Copy exactly, please, the lines of the data from its start through the line containing "Device that grants".

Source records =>
--- START ---

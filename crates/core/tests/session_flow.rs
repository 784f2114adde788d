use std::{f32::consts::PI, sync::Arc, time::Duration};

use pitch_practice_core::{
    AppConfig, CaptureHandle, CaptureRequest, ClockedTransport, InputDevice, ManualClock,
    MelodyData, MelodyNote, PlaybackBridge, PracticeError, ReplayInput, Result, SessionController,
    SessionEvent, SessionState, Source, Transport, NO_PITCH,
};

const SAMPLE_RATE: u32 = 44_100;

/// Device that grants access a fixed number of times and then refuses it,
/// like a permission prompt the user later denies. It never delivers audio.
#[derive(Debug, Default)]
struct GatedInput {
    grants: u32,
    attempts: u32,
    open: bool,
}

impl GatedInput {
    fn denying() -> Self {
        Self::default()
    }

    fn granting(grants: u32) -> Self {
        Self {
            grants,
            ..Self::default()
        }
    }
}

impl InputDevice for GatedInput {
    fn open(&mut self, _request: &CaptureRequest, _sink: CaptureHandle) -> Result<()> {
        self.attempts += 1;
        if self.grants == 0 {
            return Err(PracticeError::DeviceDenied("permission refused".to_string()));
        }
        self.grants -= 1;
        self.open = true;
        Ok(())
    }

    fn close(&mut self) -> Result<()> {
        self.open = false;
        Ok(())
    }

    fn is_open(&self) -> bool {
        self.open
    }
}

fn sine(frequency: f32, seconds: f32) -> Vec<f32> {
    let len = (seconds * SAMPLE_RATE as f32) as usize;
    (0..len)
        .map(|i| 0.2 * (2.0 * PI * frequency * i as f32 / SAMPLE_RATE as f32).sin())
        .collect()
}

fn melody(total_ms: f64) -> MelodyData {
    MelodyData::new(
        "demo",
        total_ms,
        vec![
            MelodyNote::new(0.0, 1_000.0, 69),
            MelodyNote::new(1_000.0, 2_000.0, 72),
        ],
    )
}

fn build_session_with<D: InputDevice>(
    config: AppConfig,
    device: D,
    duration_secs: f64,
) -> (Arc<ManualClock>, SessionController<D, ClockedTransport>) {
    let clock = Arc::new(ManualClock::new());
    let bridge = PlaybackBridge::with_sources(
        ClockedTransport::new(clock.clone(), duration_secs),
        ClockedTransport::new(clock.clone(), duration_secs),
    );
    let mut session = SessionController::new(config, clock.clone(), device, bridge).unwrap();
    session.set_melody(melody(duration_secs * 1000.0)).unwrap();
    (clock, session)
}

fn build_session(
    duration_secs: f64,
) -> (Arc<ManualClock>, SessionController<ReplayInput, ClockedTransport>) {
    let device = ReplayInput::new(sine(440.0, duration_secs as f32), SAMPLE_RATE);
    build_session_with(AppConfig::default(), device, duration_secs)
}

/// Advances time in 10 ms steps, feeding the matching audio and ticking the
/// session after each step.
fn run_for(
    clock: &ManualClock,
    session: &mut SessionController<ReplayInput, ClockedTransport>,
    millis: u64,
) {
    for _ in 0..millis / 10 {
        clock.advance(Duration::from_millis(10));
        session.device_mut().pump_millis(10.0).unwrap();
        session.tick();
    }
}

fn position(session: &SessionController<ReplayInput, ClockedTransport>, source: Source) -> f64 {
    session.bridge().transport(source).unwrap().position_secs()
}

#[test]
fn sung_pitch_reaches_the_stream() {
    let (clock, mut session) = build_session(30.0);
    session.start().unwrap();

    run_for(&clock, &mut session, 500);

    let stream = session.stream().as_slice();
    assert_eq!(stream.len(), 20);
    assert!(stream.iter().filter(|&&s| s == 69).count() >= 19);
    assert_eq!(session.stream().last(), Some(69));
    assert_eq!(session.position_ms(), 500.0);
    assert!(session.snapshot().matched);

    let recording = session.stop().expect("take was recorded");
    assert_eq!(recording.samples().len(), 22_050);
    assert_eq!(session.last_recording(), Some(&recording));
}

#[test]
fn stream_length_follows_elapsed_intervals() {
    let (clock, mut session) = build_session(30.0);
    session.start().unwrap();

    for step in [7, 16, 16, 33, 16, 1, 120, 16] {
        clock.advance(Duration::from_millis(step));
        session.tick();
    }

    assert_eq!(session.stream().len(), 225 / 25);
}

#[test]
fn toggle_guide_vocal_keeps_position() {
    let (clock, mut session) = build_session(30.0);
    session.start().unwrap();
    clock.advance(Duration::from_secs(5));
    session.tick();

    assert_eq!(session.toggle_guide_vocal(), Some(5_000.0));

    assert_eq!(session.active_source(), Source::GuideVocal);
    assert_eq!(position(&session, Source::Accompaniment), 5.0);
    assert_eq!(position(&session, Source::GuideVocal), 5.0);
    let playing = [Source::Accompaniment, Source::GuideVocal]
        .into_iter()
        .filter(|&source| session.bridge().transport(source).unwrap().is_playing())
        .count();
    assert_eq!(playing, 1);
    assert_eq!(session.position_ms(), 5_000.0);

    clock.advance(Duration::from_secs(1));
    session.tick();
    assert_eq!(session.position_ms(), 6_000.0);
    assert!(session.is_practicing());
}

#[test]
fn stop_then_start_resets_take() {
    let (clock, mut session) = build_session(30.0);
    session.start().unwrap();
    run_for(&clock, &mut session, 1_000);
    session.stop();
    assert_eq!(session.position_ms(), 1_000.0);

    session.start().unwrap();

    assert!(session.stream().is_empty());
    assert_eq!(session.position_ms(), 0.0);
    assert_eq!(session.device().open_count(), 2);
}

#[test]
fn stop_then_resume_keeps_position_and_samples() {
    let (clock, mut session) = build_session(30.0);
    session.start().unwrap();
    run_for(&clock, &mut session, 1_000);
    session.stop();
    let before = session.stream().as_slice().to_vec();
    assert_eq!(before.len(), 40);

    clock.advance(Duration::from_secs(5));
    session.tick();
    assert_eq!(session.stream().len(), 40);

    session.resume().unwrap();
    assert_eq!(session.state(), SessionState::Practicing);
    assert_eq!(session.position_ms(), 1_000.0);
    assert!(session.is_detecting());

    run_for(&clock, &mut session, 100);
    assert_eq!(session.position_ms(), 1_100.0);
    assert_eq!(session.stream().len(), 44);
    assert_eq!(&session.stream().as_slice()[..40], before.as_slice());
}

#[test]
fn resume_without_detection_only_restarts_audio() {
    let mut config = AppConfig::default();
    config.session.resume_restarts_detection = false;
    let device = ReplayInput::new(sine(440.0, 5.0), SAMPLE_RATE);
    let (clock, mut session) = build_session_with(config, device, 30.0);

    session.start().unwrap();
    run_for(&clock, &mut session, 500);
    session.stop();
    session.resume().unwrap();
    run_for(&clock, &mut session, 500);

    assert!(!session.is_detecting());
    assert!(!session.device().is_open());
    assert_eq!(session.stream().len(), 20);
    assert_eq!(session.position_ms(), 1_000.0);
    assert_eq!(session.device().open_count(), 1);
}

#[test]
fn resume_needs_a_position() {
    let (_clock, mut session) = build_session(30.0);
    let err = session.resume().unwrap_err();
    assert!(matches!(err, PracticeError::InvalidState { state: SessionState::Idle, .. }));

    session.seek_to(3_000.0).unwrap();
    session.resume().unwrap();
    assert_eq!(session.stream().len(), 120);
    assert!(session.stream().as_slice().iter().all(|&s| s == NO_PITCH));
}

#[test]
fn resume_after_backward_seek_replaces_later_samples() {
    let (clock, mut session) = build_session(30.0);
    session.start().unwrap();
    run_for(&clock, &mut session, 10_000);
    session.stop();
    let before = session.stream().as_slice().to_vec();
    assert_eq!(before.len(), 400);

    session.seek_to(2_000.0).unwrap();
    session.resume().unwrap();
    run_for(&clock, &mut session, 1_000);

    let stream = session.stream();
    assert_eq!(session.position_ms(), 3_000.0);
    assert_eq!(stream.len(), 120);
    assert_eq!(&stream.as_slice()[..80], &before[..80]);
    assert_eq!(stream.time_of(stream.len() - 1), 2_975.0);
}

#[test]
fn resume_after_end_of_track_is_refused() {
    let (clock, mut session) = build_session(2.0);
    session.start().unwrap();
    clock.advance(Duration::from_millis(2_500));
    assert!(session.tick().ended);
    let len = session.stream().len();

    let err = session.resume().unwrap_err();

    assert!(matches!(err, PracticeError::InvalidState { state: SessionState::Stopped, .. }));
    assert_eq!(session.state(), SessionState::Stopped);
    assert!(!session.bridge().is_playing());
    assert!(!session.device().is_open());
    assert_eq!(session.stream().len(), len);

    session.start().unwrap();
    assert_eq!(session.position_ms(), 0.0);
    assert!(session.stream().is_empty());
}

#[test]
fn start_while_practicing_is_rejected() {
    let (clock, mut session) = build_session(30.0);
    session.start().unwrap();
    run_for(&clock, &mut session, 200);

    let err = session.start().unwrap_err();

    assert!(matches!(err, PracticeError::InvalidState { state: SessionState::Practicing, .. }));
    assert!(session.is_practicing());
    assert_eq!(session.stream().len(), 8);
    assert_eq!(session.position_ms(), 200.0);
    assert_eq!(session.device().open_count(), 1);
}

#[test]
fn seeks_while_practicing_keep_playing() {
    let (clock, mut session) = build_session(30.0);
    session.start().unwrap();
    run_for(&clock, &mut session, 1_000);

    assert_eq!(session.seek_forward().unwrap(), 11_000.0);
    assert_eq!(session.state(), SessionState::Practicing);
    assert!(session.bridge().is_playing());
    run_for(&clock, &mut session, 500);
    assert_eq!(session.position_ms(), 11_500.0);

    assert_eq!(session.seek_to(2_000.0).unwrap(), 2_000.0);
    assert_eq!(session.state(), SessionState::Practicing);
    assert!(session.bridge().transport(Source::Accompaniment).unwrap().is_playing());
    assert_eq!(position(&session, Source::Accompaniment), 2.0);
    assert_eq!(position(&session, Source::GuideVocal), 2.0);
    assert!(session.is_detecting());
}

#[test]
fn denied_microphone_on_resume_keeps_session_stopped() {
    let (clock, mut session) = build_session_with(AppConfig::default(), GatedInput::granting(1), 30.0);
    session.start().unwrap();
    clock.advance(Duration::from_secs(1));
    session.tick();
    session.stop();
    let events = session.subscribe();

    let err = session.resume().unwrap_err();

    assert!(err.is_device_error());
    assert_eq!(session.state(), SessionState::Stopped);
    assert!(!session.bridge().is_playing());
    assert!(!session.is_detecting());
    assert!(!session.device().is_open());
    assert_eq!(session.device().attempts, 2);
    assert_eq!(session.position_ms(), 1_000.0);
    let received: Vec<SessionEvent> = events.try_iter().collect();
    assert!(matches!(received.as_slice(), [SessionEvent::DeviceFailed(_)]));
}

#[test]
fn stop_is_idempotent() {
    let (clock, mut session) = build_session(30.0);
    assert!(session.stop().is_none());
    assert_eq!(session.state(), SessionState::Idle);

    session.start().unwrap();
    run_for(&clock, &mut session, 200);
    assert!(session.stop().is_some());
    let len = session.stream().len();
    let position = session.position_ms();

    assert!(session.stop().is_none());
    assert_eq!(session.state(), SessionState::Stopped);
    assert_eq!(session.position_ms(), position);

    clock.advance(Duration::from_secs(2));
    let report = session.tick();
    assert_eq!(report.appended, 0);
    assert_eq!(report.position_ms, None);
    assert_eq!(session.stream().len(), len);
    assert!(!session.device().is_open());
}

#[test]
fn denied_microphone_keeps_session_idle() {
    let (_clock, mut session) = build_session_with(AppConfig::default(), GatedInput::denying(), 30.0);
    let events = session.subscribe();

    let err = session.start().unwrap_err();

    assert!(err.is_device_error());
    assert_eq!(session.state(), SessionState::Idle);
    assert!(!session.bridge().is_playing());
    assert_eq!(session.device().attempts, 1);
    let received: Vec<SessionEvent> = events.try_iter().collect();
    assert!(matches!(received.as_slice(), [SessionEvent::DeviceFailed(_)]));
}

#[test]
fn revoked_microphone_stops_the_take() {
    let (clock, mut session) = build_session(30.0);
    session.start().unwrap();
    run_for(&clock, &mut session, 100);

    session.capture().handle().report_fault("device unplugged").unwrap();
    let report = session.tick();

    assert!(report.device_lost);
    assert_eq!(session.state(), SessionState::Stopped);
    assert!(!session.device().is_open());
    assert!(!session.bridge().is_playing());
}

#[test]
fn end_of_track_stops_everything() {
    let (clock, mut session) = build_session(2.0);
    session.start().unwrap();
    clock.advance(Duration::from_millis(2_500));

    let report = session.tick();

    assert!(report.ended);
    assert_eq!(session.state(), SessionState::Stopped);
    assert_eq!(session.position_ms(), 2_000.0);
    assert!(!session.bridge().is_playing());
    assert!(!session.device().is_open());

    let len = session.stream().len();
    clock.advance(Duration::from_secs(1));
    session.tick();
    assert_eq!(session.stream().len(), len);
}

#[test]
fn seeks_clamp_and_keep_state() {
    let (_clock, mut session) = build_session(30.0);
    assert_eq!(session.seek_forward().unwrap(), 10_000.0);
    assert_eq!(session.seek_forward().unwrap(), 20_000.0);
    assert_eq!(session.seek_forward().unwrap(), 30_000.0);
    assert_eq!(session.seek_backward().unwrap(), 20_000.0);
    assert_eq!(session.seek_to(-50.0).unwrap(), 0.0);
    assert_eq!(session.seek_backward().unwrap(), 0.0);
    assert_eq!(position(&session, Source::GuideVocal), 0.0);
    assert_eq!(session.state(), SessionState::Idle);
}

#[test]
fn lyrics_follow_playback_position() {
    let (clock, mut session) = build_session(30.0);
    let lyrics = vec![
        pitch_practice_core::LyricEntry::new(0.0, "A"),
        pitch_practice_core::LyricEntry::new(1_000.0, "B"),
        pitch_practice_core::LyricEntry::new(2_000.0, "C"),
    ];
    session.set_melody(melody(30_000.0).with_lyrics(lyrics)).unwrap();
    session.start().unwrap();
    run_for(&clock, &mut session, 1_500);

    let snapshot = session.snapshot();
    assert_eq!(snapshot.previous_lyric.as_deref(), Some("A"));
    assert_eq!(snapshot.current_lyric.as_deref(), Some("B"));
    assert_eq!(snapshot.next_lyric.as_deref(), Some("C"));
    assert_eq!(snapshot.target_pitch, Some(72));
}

--- END ---

Answer to this exercise =>
filename crates/core/tests/session_flow.rs
repository 784f2114adde788d
use std::{f32::consts::PI, sync::Arc, time::Duration};

use pitch_practice_core::{
    AppConfig, CaptureHandle, CaptureRequest, ClockedTransport, InputDevice, ManualClock,
    MelodyData, MelodyNote, PlaybackBridge, PracticeError, ReplayInput, Result, SessionController,
    SessionEvent, SessionState, Source, Transport, NO_PITCH,
};

const SAMPLE_RATE: u32 = 44_100;

/// Device that grants access a fixed number of times and then refuses it,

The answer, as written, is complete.